When Stored Energy is Unintentionally Released

"On January 17, 2006, a 52-year-old millwright (the victim) was fatally injured when he was pinned between the feed rolls of a debarker as he was welding additional metal to the teeth on the feed rolls. The victim had locked out two electrical disconnects in the debarking room before beginning his work, but he had not locked out all electrical disconnects and had not shut off and locked out the air line to the machine. As the victim welded, he leaned forward and placed his head between the upper and lower feed rolls to reach areas that required more metal. The air pressure on the rolls automatically cycled and the feed rolls closed over the victim's head." (NIOSH In-house FACE Report 2006-02; http://www.cdc.gov/niosh/face/in-house/full200602.html)

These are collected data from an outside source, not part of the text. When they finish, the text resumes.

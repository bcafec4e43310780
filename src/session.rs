//! Interactive exploration state: where the user is, what they bookmarked,
//! and what they did. Serialized to JSON for export and import.

use std::collections::BTreeMap;
use std::fs::File;
use std::io::{BufReader, BufWriter, Write};
use std::path::Path;

use rand::Rng;
use rand::seq::SliceRandom;
use serde::{Deserialize, Serialize};
use tracing::{debug, info};

use crate::error::{Error, Result};
use crate::fractal::resolve_family;
use crate::sampler::validate_zoom;

pub const DEFAULT_STEP: f64 = 0.1;

#[derive(Clone, Debug, PartialEq, Serialize, Deserialize)]
pub struct Location {
    pub engine: String,
    pub x: f64,
    pub y: f64,
    pub zoom: f64,
}

impl Location {
    pub fn new(engine: &str, x: f64, y: f64, zoom: f64) -> Self {
        Location { engine: engine.to_string(), x, y, zoom }
    }
}

impl Default for Location {
    fn default() -> Self {
        Location::new("mandelbrot", 0.0, 0.0, 1.0)
    }
}

impl std::fmt::Display for Location {
    fn fmt(&self, f: &mut std::fmt::Formatter<'_>) -> std::fmt::Result {
        write!(f, "{} at ({:.3}, {:.3}) zoom {:.1}x", self.engine, self.x, self.y, self.zoom)
    }
}

#[derive(Clone, Copy, Debug, PartialEq, Eq)]
pub enum Direction {
    Up,
    Down,
    Left,
    Right,
    In,
    Out,
}

impl Direction {
    pub fn parse(s: &str) -> Option<Direction> {
        match s {
            "up" => Some(Direction::Up),
            "down" => Some(Direction::Down),
            "left" => Some(Direction::Left),
            "right" => Some(Direction::Right),
            "in" => Some(Direction::In),
            "out" => Some(Direction::Out),
            _ => None,
        }
    }
}

#[derive(Clone, Copy, Debug, PartialEq, Eq, Serialize, Deserialize)]
#[serde(rename_all = "lowercase")]
pub enum Action {
    Explore,
    Poem,
    Journey,
}

#[derive(Clone, Debug, PartialEq, Serialize, Deserialize)]
pub struct HistoryEntry {
    pub action: Action,
    pub location: Location,
    #[serde(default, skip_serializing_if = "Option::is_none")]
    pub poem: Option<String>,
    pub timestamp: usize,
}

pub fn interesting_locations() -> Vec<Location> {
    vec![
        Location::new("mandelbrot", -0.7, 0.0, 4.0),
        Location::new("mandelbrot", -0.16, 1.04, 20.0),
        Location::new("mandelbrot", -0.4, 0.6, 10.0),
        Location::new("julia", 0.0, 0.0, 2.0),
        Location::new("mandelbrot", -1.25, 0.0, 8.0),
    ]
}

#[derive(Clone, Debug, Default, PartialEq, Serialize, Deserialize)]
pub struct Session {
    pub history: Vec<HistoryEntry>,
    pub bookmarks: BTreeMap<String, Location>,
    #[serde(rename = "current_location")]
    pub current: Location,
}

impl Session {
    pub fn new() -> Self {
        Session::default()
    }

    /// Pan by `step / zoom` in the given direction, or halve/double the zoom.
    pub fn navigate(&mut self, direction: Direction, step: f64) {
        let delta = step / self.current.zoom;
        match direction {
            Direction::Up => self.current.y += delta,
            Direction::Down => self.current.y -= delta,
            Direction::Left => self.current.x -= delta,
            Direction::Right => self.current.x += delta,
            Direction::In => self.current.zoom *= 2.0,
            Direction::Out => self.current.zoom /= 2.0,
        }
        debug!(location = %self.current, ?direction, "navigated");
    }

    pub fn jump(&mut self, x: f64, y: f64, zoom: f64) -> Result<()> {
        validate_zoom(zoom)?;
        self.current.x = x;
        self.current.y = y;
        self.current.zoom = zoom;
        Ok(())
    }

    pub fn switch_fractal(&mut self, engine: &str) -> Result<()> {
        resolve_family(engine)?;
        self.current.engine = engine.to_lowercase();
        Ok(())
    }

    pub fn random_jump<R: Rng + ?Sized>(&mut self, rng: &mut R) -> &Location {
        if let Some(loc) = interesting_locations().choose(rng) {
            self.current = loc.clone();
        }
        &self.current
    }

    pub fn save_bookmark(&mut self, name: &str) {
        self.bookmarks.insert(name.to_string(), self.current.clone());
    }

    pub fn load_bookmark(&mut self, name: &str) -> bool {
        match self.bookmarks.get(name) {
            Some(loc) => {
                self.current = loc.clone();
                true
            }
            None => false,
        }
    }

    pub fn record(&mut self, action: Action, poem: Option<String>) {
        let entry = HistoryEntry {
            action,
            location: self.current.clone(),
            poem,
            timestamp: self.history.len(),
        };
        self.history.push(entry);
    }

    /// The last `n` history entries, oldest first.
    pub fn recent(&self, n: usize) -> &[HistoryEntry] {
        &self.history[self.history.len().saturating_sub(n)..]
    }

    pub fn write_json<W: Write>(&self, w: W) -> Result<()> {
        serde_json::to_writer_pretty(w, self)?;
        Ok(())
    }

    pub fn export(&self, path: &Path) -> Result<()> {
        let mut w = BufWriter::new(File::create(path)?);
        self.write_json(&mut w)?;
        w.flush()?;
        info!(path = %path.display(), entries = self.history.len(), "session exported");
        Ok(())
    }

    pub fn import(path: &Path) -> Result<Session> {
        let session: Session = serde_json::from_reader(BufReader::new(File::open(path)?))?;
        validate_zoom(session.current.zoom)?;
        resolve_family(&session.current.engine).map_err(|_| {
            Error::InvalidParameter(format!("session has unknown engine '{}'", session.current.engine))
        })?;
        info!(path = %path.display(), entries = session.history.len(), "session imported");
        Ok(session)
    }
}

#[cfg(test)]
mod tests {
    use super::*;
    use pretty_assertions::assert_eq;
    use rand::SeedableRng;
    use rand::rngs::StdRng;

    #[test]
    fn panning_scales_with_zoom() {
        let mut s = Session::new();
        s.navigate(Direction::Right, 0.2);
        assert!((s.current.x - 0.2).abs() < 1e-12);
        s.navigate(Direction::In, DEFAULT_STEP);
        s.navigate(Direction::In, DEFAULT_STEP);
        assert_eq!(s.current.zoom, 4.0);
        s.navigate(Direction::Up, 0.4);
        assert!((s.current.y - 0.1).abs() < 1e-12);
        s.navigate(Direction::Out, DEFAULT_STEP);
        assert_eq!(s.current.zoom, 2.0);
    }

    #[test]
    fn bookmarks_round_trip() {
        let mut s = Session::new();
        s.jump(-0.7, 0.1, 4.0).unwrap();
        s.save_bookmark("valley");
        s.jump(0.0, 0.0, 1.0).unwrap();
        assert!(s.load_bookmark("valley"));
        assert_eq!(s.current, Location::new("mandelbrot", -0.7, 0.1, 4.0));
        assert!(!s.load_bookmark("nowhere"));
    }

    #[test]
    fn switch_rejects_unknown_family() {
        let mut s = Session::new();
        assert!(s.switch_fractal("Julia").is_ok());
        assert_eq!(s.current.engine, "julia");
        assert!(matches!(s.switch_fractal("newton"), Err(Error::UnknownEngine(_))));
        assert_eq!(s.current.engine, "julia");
    }

    #[test]
    fn random_jump_lands_on_a_known_location() {
        let mut s = Session::new();
        let loc = s.random_jump(&mut StdRng::seed_from_u64(2)).clone();
        assert!(interesting_locations().contains(&loc));
    }

    #[test]
    fn history_timestamps_count_up() {
        let mut s = Session::new();
        s.record(Action::Explore, None);
        s.record(Action::Poem, Some("line".to_string()));
        s.record(Action::Journey, None);
        let ts: Vec<usize> = s.history.iter().map(|e| e.timestamp).collect();
        assert_eq!(ts, vec![0, 1, 2]);
        assert_eq!(s.recent(2).len(), 2);
        assert_eq!(s.recent(2)[0].action, Action::Poem);
        assert_eq!(s.recent(10).len(), 3);
    }

    #[test]
    fn json_shape() {
        let mut s = Session::new();
        s.save_bookmark("home");
        s.record(Action::Poem, Some("# t\n\nline".to_string()));
        let mut buf = Vec::new();
        s.write_json(&mut buf).unwrap();
        let value: serde_json::Value = serde_json::from_slice(&buf).unwrap();
        assert_eq!(value["current_location"]["engine"], "mandelbrot");
        assert_eq!(value["bookmarks"]["home"]["zoom"], 1.0);
        assert_eq!(value["history"][0]["action"], "poem");
        let back: Session = serde_json::from_slice(&buf).unwrap();
        assert_eq!(back, s);
    }
}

Pressurized Gas Stored Energy

Gases such as air, carbon dioxide, nitrogen, are compressible. In a closed vessel, a gas that is pressurized will remain pressurized until it is released, or used as a source of energy to power a machine. Compressed air is often used in factories to power equipment. If maintenance is attempted on a pressurized line without isolating the line and relieving the pressure, the sudden release of the pressure can propel fittings or rupture lines or vessels. Buses and tractor-trailers typically have a split rim wheel that can explode if pressure is not relieved in the tire before disassembly.

Mechanical Stored Energy

Stored mechanical energy occurs in springs. Some springs do not store energy, instead acting as shock absorbers such as springs in bed frames, or are used in force measuring devices like bathroom scales. Small springs that store energy are harmless such as springs used in writing pens, or latches on suitcases. Larger springs can hold tremendous energy with the potential for serious injury. Springs used on shock absorbers for vehicles hold large amounts of energy, and some power presses have components held under extreme pressure from springs. Overhead doors also use large springs with large amounts of stored energy.

Elderly Mobility Aids



Figure 1: Overhead door springs are a dangerous source of stored energy

Flywheels are another source of stored mechanical energy. Anything with elasticity can hold stored mechanical energy and can act as a spring. Trees that have been partially downed by other trees are an example. This energy can release violently when the tree that is loaded is cut. Steel in brake presses or other forming machinery can store energy that can suddenly release, until the yield point has been reached in the material.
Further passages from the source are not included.